The Sacrifice of the Suspected Adulteress.

2019 
The phrase “maternal sacrifice” combines two complex terms entangled in an even more complex dynamic. First of all, “sacrifice”, a word whose definitions have been considered inadequate to describe the multiformity of practices and meanings it evokes as a ritual, as a narrative, and as a metaphor. James Watts distinguishes between “narrative traditions about killing people”, oriented towards an evaluation of killing and murder, and “the ritual killing of animals”, focused on the social functions of ritual and religion (Watts 2011, 8). To those categories a third level can be added that is related to the metaphorical use of the notion of sacrifice as the act of giving up something in order to attain a higher goal. Secondly, “maternal” is another word that could arouse the same skepticism, were it not for what Samira Kawans describes as a recent “body of scholarship that simultaneously insists on the particularity and specificity of motherhood while at the same time rejecting any notion of a fixed or essential aspect of maternal experience, desire, or subjectivity.” (Kawans 2011, 972) Moreover, the ambiguity of this phrase resides in the possibility of reading it both as an objective and subjective genitive.
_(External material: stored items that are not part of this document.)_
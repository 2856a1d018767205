// =============================================================================
// Gecko Client — rate-limited, batching, caching market-data client
// =============================================================================
//
// Request path for prices:
//
//   get_prices ─► price cache ─hit──────────────────────────────► caller
//                    │ miss
//                    ▼
//               batch coalescer ─(debounce)─► rate limiter ─► retry ─► transport
//                    │                                                   │
//                    └──────── price cache ◄── fan out to waiters ◄──────┘
//
// Metadata, contract addresses and the approximate ATH are fetched per id,
// concurrently, through the same limiter and retry policy and cached in the
// long-lived metadata cache.
//
// A `GeckoClient` is an explicit instance: tests build isolated clients with
// their own configuration and a fake transport.
// =============================================================================

pub mod cache;
pub mod rate_limit;
pub mod retry;

mod batcher;
mod endpoints;
mod upstream;

use std::collections::HashMap;
use std::future::Future;
use std::sync::Arc;

use futures_util::future::{join_all, BoxFuture, FutureExt, Shared};
use parking_lot::Mutex;
use tracing::{debug, instrument};

use self::batcher::PriceBatcher;
use self::cache::TtlCache;
use self::endpoints::{
    coin_params, coin_path, contract_path, ohlc_params, ohlc_path, parse_ath, parse_coin_meta,
    parse_contract,
};
use self::rate_limit::DispatchSnapshot;
use self::upstream::Upstream;
use crate::config::ClientConfig;
use crate::error::{ApiError, ApiResult};
use crate::transport::{HttpTransport, Transport};
use crate::types::{AssetIds, CoinMeta, ContractInfo, CurrencySet, PriceMap, PriceRow};

// =============================================================================
// Cache keys & records
// =============================================================================

/// Price cache key: one asset quoted in one currency set.
#[derive(Debug, Clone, PartialEq, Eq, Hash)]
pub struct PriceKey {
    pub asset_id: String,
    pub currency_key: String,
}

impl PriceKey {
    pub fn new(asset_id: String, currency_key: String) -> Self {
        Self {
            asset_id,
            currency_key,
        }
    }
}

#[derive(Debug, Clone, Copy, PartialEq, Eq, Hash)]
enum MetaKind {
    Coin,
    Contract,
    Ath,
}

#[derive(Debug, Clone, PartialEq, Eq, Hash)]
struct MetaKey {
    kind: MetaKind,
    asset_id: String,
}

#[derive(Debug, Clone)]
enum MetaRecord {
    Coin(CoinMeta),
    Contract(ContractInfo),
    /// `None` when the upstream returned no candles for the coin.
    Ath(Option<f64>),
}

/// One upstream metadata fetch that every concurrent caller for the same key
/// awaits.
type MetaFetch = Shared<BoxFuture<'static, ApiResult<MetaRecord>>>;

// =============================================================================
// GeckoClient
// =============================================================================

/// Cloneable handle; clones share caches, batches and the rate-limit ledger.
#[derive(Clone)]
pub struct GeckoClient {
    config: Arc<ClientConfig>,
    upstream: Upstream,
    price_cache: Arc<TtlCache<PriceKey, PriceRow>>,
    meta_cache: Arc<TtlCache<MetaKey, MetaRecord>>,
    meta_inflight: Arc<Mutex<HashMap<MetaKey, MetaFetch>>>,
    batcher: PriceBatcher,
}

impl GeckoClient {
    // -------------------------------------------------------------------------
    // Construction
    // -------------------------------------------------------------------------

    pub fn new(config: ClientConfig, transport: Arc<dyn Transport>) -> Self {
        let upstream = Upstream::new(&config, transport);
        let price_cache = Arc::new(TtlCache::new());
        let batcher = PriceBatcher::new(
            upstream.clone(),
            price_cache.clone(),
            config.price_ttl(),
            config.debounce(),
        );

        debug!(
            base_url = %config.base_url,
            requests_per_window = config.requests_per_window,
            window_ms = config.window_ms,
            min_gap_ms = config.min_gap_ms,
            "GeckoClient initialised"
        );

        Self {
            config: Arc::new(config),
            upstream,
            price_cache,
            meta_cache: Arc::new(TtlCache::new()),
            meta_inflight: Arc::new(Mutex::new(HashMap::new())),
            batcher,
        }
    }

    /// Build a client that talks HTTP to `config.base_url`.
    pub fn from_config(config: ClientConfig) -> anyhow::Result<Self> {
        let transport = HttpTransport::new(&config)?;
        Ok(Self::new(config, Arc::new(transport)))
    }

    pub fn rate_limit_snapshot(&self) -> DispatchSnapshot {
        self.upstream.limiter().snapshot()
    }

    // -------------------------------------------------------------------------
    // Prices
    // -------------------------------------------------------------------------

    /// Prices for `ids` in every currency of `vs_currencies`.
    ///
    /// Fresh cache entries are served directly; the rest join the current
    /// batch. Every requested id appears in the result, with `None` for any
    /// currency the upstream did not quote.
    #[instrument(skip_all, name = "gecko::get_prices")]
    pub async fn get_prices(
        &self,
        ids: impl Into<AssetIds>,
        vs_currencies: impl Into<CurrencySet>,
    ) -> ApiResult<PriceMap> {
        let ids = ids.into();
        let currencies = vs_currencies.into();
        let currency_key = currencies.key();

        if ids.is_empty() {
            return Ok(PriceMap::new());
        }
        if currencies.is_empty() {
            return Ok(ids.iter().map(|id| (id.clone(), PriceRow::new())).collect());
        }

        let mut out = PriceMap::with_capacity(ids.len());
        let mut misses = Vec::new();
        for id in ids.iter() {
            match self
                .price_cache
                .get(&PriceKey::new(id.clone(), currency_key.clone()))
            {
                Some(row) => {
                    out.insert(id.clone(), row);
                }
                None => misses.push(id.clone()),
            }
        }

        debug!(
            currencies = %currency_key,
            hits = out.len(),
            misses = misses.len(),
            "price cache lookup"
        );

        if !misses.is_empty() {
            let fetched = self.batcher.fetch(misses, &currencies).await?;
            out.extend(fetched);
        }

        Ok(out)
    }

    /// Last cached prices regardless of age, for showing degraded values
    /// after a failed refresh. Ids never fetched are left out.
    pub fn last_known_prices(
        &self,
        ids: impl Into<AssetIds>,
        vs_currencies: impl Into<CurrencySet>,
    ) -> PriceMap {
        let currency_key = vs_currencies.into().key();
        ids.into()
            .iter()
            .filter_map(|id| {
                self.price_cache
                    .get_stale(&PriceKey::new(id.clone(), currency_key.clone()))
                    .map(|row| (id.clone(), row))
            })
            .collect()
    }

    // -------------------------------------------------------------------------
    // Metadata
    // -------------------------------------------------------------------------

    /// Symbol, name and image URLs per coin.
    #[instrument(skip_all, name = "gecko::get_meta")]
    pub async fn get_meta(&self, ids: impl Into<AssetIds>) -> ApiResult<HashMap<String, CoinMeta>> {
        let records = self
            .cached_per_id(ids.into(), MetaKind::Coin, |upstream, id| async move {
                upstream
                    .get(&coin_path(&id), coin_params())
                    .await
                    .and_then(|body| parse_coin_meta(&id, &body))
                    .map(MetaRecord::Coin)
            })
            .await?;

        Ok(records
            .into_iter()
            .filter_map(|(id, rec)| match rec {
                MetaRecord::Coin(meta) => Some((id, meta)),
                _ => None,
            })
            .collect())
    }

    #[instrument(skip_all, name = "gecko::get_contract_addresses")]
    pub async fn get_contract_addresses(
        &self,
        ids: impl Into<AssetIds>,
    ) -> ApiResult<HashMap<String, ContractInfo>> {
        let records = self
            .cached_per_id(ids.into(), MetaKind::Contract, |upstream, id| async move {
                upstream
                    .get(&contract_path(&id), Vec::new())
                    .await
                    .and_then(|body| parse_contract(&body))
                    .map(MetaRecord::Contract)
            })
            .await?;

        Ok(records
            .into_iter()
            .filter_map(|(id, rec)| match rec {
                MetaRecord::Contract(info) => Some((id, info)),
                _ => None,
            })
            .collect())
    }

    /// Approximate all-time high in USD: the largest `high` among the OHLC
    /// candles the upstream returns for `days=max`. Coins without candles are
    /// left out.
    #[instrument(skip_all, name = "gecko::get_ath")]
    pub async fn get_ath(&self, ids: impl Into<AssetIds>) -> ApiResult<HashMap<String, f64>> {
        let records = self
            .cached_per_id(ids.into(), MetaKind::Ath, |upstream, id| async move {
                upstream
                    .get(&ohlc_path(&id), ohlc_params())
                    .await
                    .and_then(|body| parse_ath(&body))
                    .map(MetaRecord::Ath)
            })
            .await?;

        Ok(records
            .into_iter()
            .filter_map(|(id, rec)| match rec {
                MetaRecord::Ath(Some(ath)) => Some((id, ath)),
                _ => None,
            })
            .collect())
    }

    /// Serve `ids` from the metadata cache, fetching misses concurrently.
    ///
    /// A miss that another caller is already fetching joins that fetch
    /// instead of sending a second request. Successful fetches are cached
    /// even when a sibling fails; the first failure is then returned for the
    /// whole call.
    async fn cached_per_id<F, Fut>(
        &self,
        ids: AssetIds,
        kind: MetaKind,
        fetch: F,
    ) -> ApiResult<Vec<(String, MetaRecord)>>
    where
        F: Fn(Upstream, String) -> Fut,
        Fut: Future<Output = ApiResult<MetaRecord>> + Send + 'static,
    {
        let mut out = Vec::with_capacity(ids.len());
        let mut pending: Vec<(MetaKey, MetaFetch)> = Vec::new();
        let mut joined = 0usize;

        for id in ids.iter() {
            let key = MetaKey {
                kind,
                asset_id: id.clone(),
            };
            if let Some(rec) = self.meta_cache.get(&key) {
                out.push((id.clone(), rec));
                continue;
            }

            let mut inflight = self.meta_inflight.lock();
            // Re-check under the lock: a fetch may have landed since the miss.
            if let Some(rec) = self.meta_cache.get(&key) {
                out.push((id.clone(), rec));
                continue;
            }
            let fut = match inflight.get(&key) {
                Some(existing) => {
                    joined += 1;
                    existing.clone()
                }
                None => {
                    let fut = fetch(self.upstream.clone(), id.clone()).boxed().shared();
                    inflight.insert(key.clone(), fut.clone());
                    fut
                }
            };
            pending.push((key, fut));
        }

        debug!(
            kind = ?kind,
            hits = out.len(),
            misses = pending.len(),
            joined,
            "metadata cache lookup"
        );

        let results = join_all(pending.iter().map(|(_, fut)| fut.clone())).await;

        let mut first_error: Option<ApiError> = None;
        for ((key, fut), result) in pending.into_iter().zip(results) {
            if let Ok(rec) = &result {
                self.meta_cache
                    .set(key.clone(), rec.clone(), self.config.meta_ttl());
            }
            {
                let mut inflight = self.meta_inflight.lock();
                if inflight.get(&key).is_some_and(|f| f.ptr_eq(&fut)) {
                    inflight.remove(&key);
                }
            }
            match result {
                Ok(rec) => out.push((key.asset_id, rec)),
                Err(err) => {
                    first_error.get_or_insert(err);
                }
            }
        }

        match first_error {
            Some(err) => Err(err),
            None => Ok(out),
        }
    }
}

impl std::fmt::Debug for GeckoClient {
    fn fmt(&self, f: &mut std::fmt::Formatter<'_>) -> std::fmt::Result {
        f.debug_struct("GeckoClient")
            .field("base_url", &self.config.base_url)
            .field("cached_prices", &self.price_cache.len())
            .field("cached_meta", &self.meta_cache.len())
            .field("limiter", self.upstream.limiter())
            .finish()
    }
}

// =============================================================================
// Tests
// =============================================================================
The expression can then lead to the exploration of the sacrifice performed by the mother on several objects, including herself, or performed by others on the mother or the potential mother, i.e. matricide or the sacrifice of the virgin-daughter. These two perspectives can be then developed with respect to sacrifice as a ritual, as a narrative, and as a metaphor. Rethinking Nancy Jay’s opposition between sacrifice and childbirth in what she defines a “remedy for having been born of woman”, the conference aims to explore new approaches to the maternal sacrifice as a ritual, as a narrative, and as a metaphor in the context of jewish culture.